Case Noting

Case Note Components

  • Date of contact.
  • Length of contact (to nearest quarter hour.)
  • Type of contact (phone call, face to face visit, team meeting, annual plan, doctor visit, etc.)
  • Summary of contact (such as: names of people present at meeting, short summary of contact.)

Frequency of Contact Requirements (Minimum)

  • Mandatory face to face contact within the first 30 days of services
  • Direct of collateral contact occurs every month. This may include face-to-face; telephone; e-mail; voice mail; fax; or written exchanges with the individual, their medical or service providers, family or other with knowledge of their long-term care needs.
  • Contacts billed to Home and Community Based Waiver reflect a two way transmittal of information directly related to an individual’s medical, physical, or emotional status.
  • Face-to-face contact with each participant every three months. Annually, one visit must occur in the individual’s home.
  • Review of the individual service plan during a face-to-face meeting with the participant every six months.

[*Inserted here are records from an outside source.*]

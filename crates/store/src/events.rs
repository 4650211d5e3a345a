use rusqlite::{params, Connection, OptionalExtension};

use bearmemori_core::{now_iso, Actor, EntityId};

use crate::error::{Result, StoreError};
use crate::reminders::{self, NewReminder};
use crate::types::Event;

pub struct NewEvent<'a> {
    pub memory_id: Option<&'a str>,
    pub owner_user_id: i64,
    pub description: &'a str,
    pub event_time: &'a str,
    pub source_type: &'a str,
    pub source_detail: Option<&'a str>,
}

/// Events start `pending` regardless of source; confirmation is always an
/// explicit transition.
pub fn create(conn: &mut Connection, actor: &Actor, new: NewEvent<'_>) -> Result<Event> {
    crate::users::ensure_allowed(conn, actor)?;
    let id = EntityId::new().to_string();
    let now = now_iso();
    let tx = conn.transaction()?;
    tx.execute(
        "INSERT INTO events (id, memory_id, owner_user_id, description, event_time, source_type,
         source_detail, status, pending_since, created_at, updated_at)
         VALUES (?1, ?2, ?3, ?4, ?5, ?6, ?7, 'pending', ?8, ?8, ?8)",
        params![id, new.memory_id, new.owner_user_id, new.description, new.event_time, new.source_type, new.source_detail, now],
    )?;
    crate::audit::append(&tx, "event", &id, "created", actor, None)?;
    tx.commit()?;
    get(conn, &id)?.ok_or_else(|| StoreError::NotFound { entity: "event", id })
}

pub fn get(conn: &Connection, id: &str) -> Result<Option<Event>> {
    conn.query_row(
        "SELECT id, memory_id, owner_user_id, description, event_time, source_type, source_detail,
                status, pending_since, reminder_id, confirmed_at, created_at, updated_at
         FROM events WHERE id = ?1",
        params![id],
        row_to_event,
    )
    .optional()
    .map_err(StoreError::from)
}

/// Confirming an event creates a linked Reminder with `fire_at = event_time`
/// and stores its id on the event row.
pub fn confirm(conn: &mut Connection, id: &str, actor: &Actor) -> Result<Event> {
    crate::users::ensure_allowed(conn, actor)?;
    let event = get(conn, id)?.ok_or_else(|| StoreError::NotFound { entity: "event", id: id.to_string() })?;
    if event.status != "pending" {
        return Err(StoreError::Conflict(format!("event {id} is not pending")));
    }

    let reminder = reminders::create(
        conn,
        actor,
        NewReminder {
            memory_id: event.memory_id.as_deref(),
            owner_user_id: event.owner_user_id,
            fire_at: &event.event_time,
            recurrence_minutes: None,
            text: Some(&event.description),
        },
    )?;

    let now = now_iso();
    let tx = conn.transaction()?;
    tx.execute(
        "UPDATE events SET status = 'confirmed', confirmed_at = ?1, reminder_id = ?2, updated_at = ?1
         WHERE id = ?3",
        params![now, reminder.id, id],
    )?;
    crate::audit::append(&tx, "event", id, "confirmed", actor, Some(&serde_json::json!({ "reminder_id": reminder.id })))?;
    tx.commit()?;

    get(conn, id)?.ok_or_else(|| StoreError::NotFound { entity: "event", id: id.to_string() })
}

pub fn reject(conn: &mut Connection, id: &str, actor: &Actor) -> Result<Event> {
    crate::users::ensure_allowed(conn, actor)?;
    let event = get(conn, id)?.ok_or_else(|| StoreError::NotFound { entity: "event", id: id.to_string() })?;
    if event.status != "pending" {
        return Err(StoreError::Conflict(format!("event {id} is not pending")));
    }
    let now = now_iso();
    let tx = conn.transaction()?;
    tx.execute(
        "UPDATE events SET status = 'rejected', updated_at = ?1 WHERE id = ?2",
        params![now, id],
    )?;
    crate::audit::append(&tx, "event", id, "rejected", actor, None)?;
    tx.commit()?;
    get(conn, id)?.ok_or_else(|| StoreError::NotFound { entity: "event", id: id.to_string() })
}

/// Events pending for at least `stale_after_hours`, for the scheduler's
/// re-prompt task.
pub fn list_stale_pending(conn: &Connection, cutoff: &str) -> Result<Vec<Event>> {
    let mut stmt = conn.prepare(
        "SELECT id, memory_id, owner_user_id, description, event_time, source_type, source_detail,
                status, pending_since, reminder_id, confirmed_at, created_at, updated_at
         FROM events WHERE status = 'pending' AND pending_since <= ?1",
    )?;
    let rows = stmt.query_map(params![cutoff], row_to_event)?;
    Ok(rows.filter_map(|r| r.ok()).collect())
}

/// Reset `pending_since` to now after publishing a re-prompt notification.
pub fn reset_pending_since(conn: &mut Connection, id: &str) -> Result<()> {
    let now = now_iso();
    let tx = conn.transaction()?;
    tx.execute(
        "UPDATE events SET pending_since = ?1, updated_at = ?1 WHERE id = ?2",
        params![now, id],
    )?;
    crate::audit::append(&tx, "event", id, "requeued", &Actor::System,
        Some(&serde_json::json!({ "reason": "pending_24h_reprompt" })))?;
    tx.commit()?;
    Ok(())
}

pub fn delete(conn: &mut Connection, id: &str, actor: &Actor) -> Result<()> {
    crate::users::ensure_allowed(conn, actor)?;
    let _ = get(conn, id)?.ok_or_else(|| StoreError::NotFound { entity: "event", id: id.to_string() })?;
    let tx = conn.transaction()?;
    tx.execute("DELETE FROM events WHERE id = ?1", params![id])?;
    crate::audit::append(&tx, "event", id, "deleted", actor, None)?;
    tx.commit()?;
    Ok(())
}

fn row_to_event(row: &rusqlite::Row<'_>) -> rusqlite::Result<Event> {
    Ok(Event {
        id: row.get(0)?,
        memory_id: row.get(1)?,
        owner_user_id: row.get(2)?,
        description: row.get(3)?,
        event_time: row.get(4)?,
        source_type: row.get(5)?,
        source_detail: row.get(6)?,
        status: row.get(7)?,
        pending_since: row.get(8)?,
        reminder_id: row.get(9)?,
        confirmed_at: row.get(10)?,
        created_at: row.get(11)?,
        updated_at: row.get(12)?,
    })
}

#[cfg(test)]
mod tests {
    use super::*;
    use crate::{db, users};

    fn setup() -> Connection {
        let mut conn = db::open_in_memory().unwrap();
        users::get_or_create(&mut conn, 1, "alice").unwrap();
        conn
    }

    #[test]
    fn confirming_event_creates_linked_reminder() {
        let mut conn = setup();
        let ev = create(&mut conn, &Actor::User(1), NewEvent {
            memory_id: None,
            owner_user_id: 1,
            description: "flight departs".into(),
            event_time: "2026-03-01T08:00:00.000Z",
            source_type: "email",
            source_detail: Some("inbox msg 42"),
        }).unwrap();

        let confirmed = confirm(&mut conn, &ev.id, &Actor::User(1)).unwrap();
        assert_eq!(confirmed.status, "confirmed");
        let reminder_id = confirmed.reminder_id.expect("confirm must link a reminder");
        let reminder = reminders::get(&conn, &reminder_id).unwrap().unwrap();
        assert_eq!(reminder.fire_at, "2026-03-01T08:00:00.000Z");
    }

    #[test]
    fn rejecting_pending_event_sets_status() {
        let mut conn = setup();
        let ev = create(&mut conn, &Actor::User(1), NewEvent {
            memory_id: None,
            owner_user_id: 1,
            description: "maybe a meeting".into(),
            event_time: "2026-03-01T08:00:00.000Z",
            source_type: "email",
            source_detail: None,
        }).unwrap();

        let rejected = reject(&mut conn, &ev.id, &Actor::User(1)).unwrap();
        assert_eq!(rejected.status, "rejected");
        assert!(confirm(&mut conn, &ev.id, &Actor::User(1)).is_err());
    }

    #[test]
    fn stale_pending_events_are_listed_for_reprompt() {
        let mut conn = setup();
        let ev = create(&mut conn, &Actor::User(1), NewEvent {
            memory_id: None,
            owner_user_id: 1,
            description: "unconfirmed event".into(),
            event_time: "2026-03-01T08:00:00.000Z",
            source_type: "manual",
            source_detail: None,
        }).unwrap();

        // pending_since is "now" at creation, so a future cutoff catches it.
        let far_future = "2099-01-01T00:00:00.000Z";
        let stale = list_stale_pending(&conn, far_future).unwrap();
        assert_eq!(stale.len(), 1);
        assert_eq!(stale[0].id, ev.id);

        reset_pending_since(&mut conn, &ev.id).unwrap();
        let still_stale = list_stale_pending(&conn, far_future).unwrap();
        assert_eq!(still_stale.len(), 1, "reset only bumps the timestamp, cutoff is still in the future");
    }
}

Case Note Protocol When Interviewing Prospective Consumers/Guardians

  • Support Brokers should only count interview time on their agency 610 if they get hired by the prospective consumer/guardian.
  • Support Brokers should not log the time that it took to set up the interview (e-mails, phone calls, reciprocal communication, etc.)

Why are case notes important?

  • You can use this information when compiling and writing an annual plan or CIP update.
  • You can refer back to this information for court reports or other documents that you may have to write.
  • You develop a written history of a person’s life. For example, you can answer the question, “What year did we stop that medication?” or “When did Billy move to the duplex?”
  • Medicaid waiver (CIP) requires case notes.
  • Every year the state completes a random audit of Case Management and Broker records. This might mean you!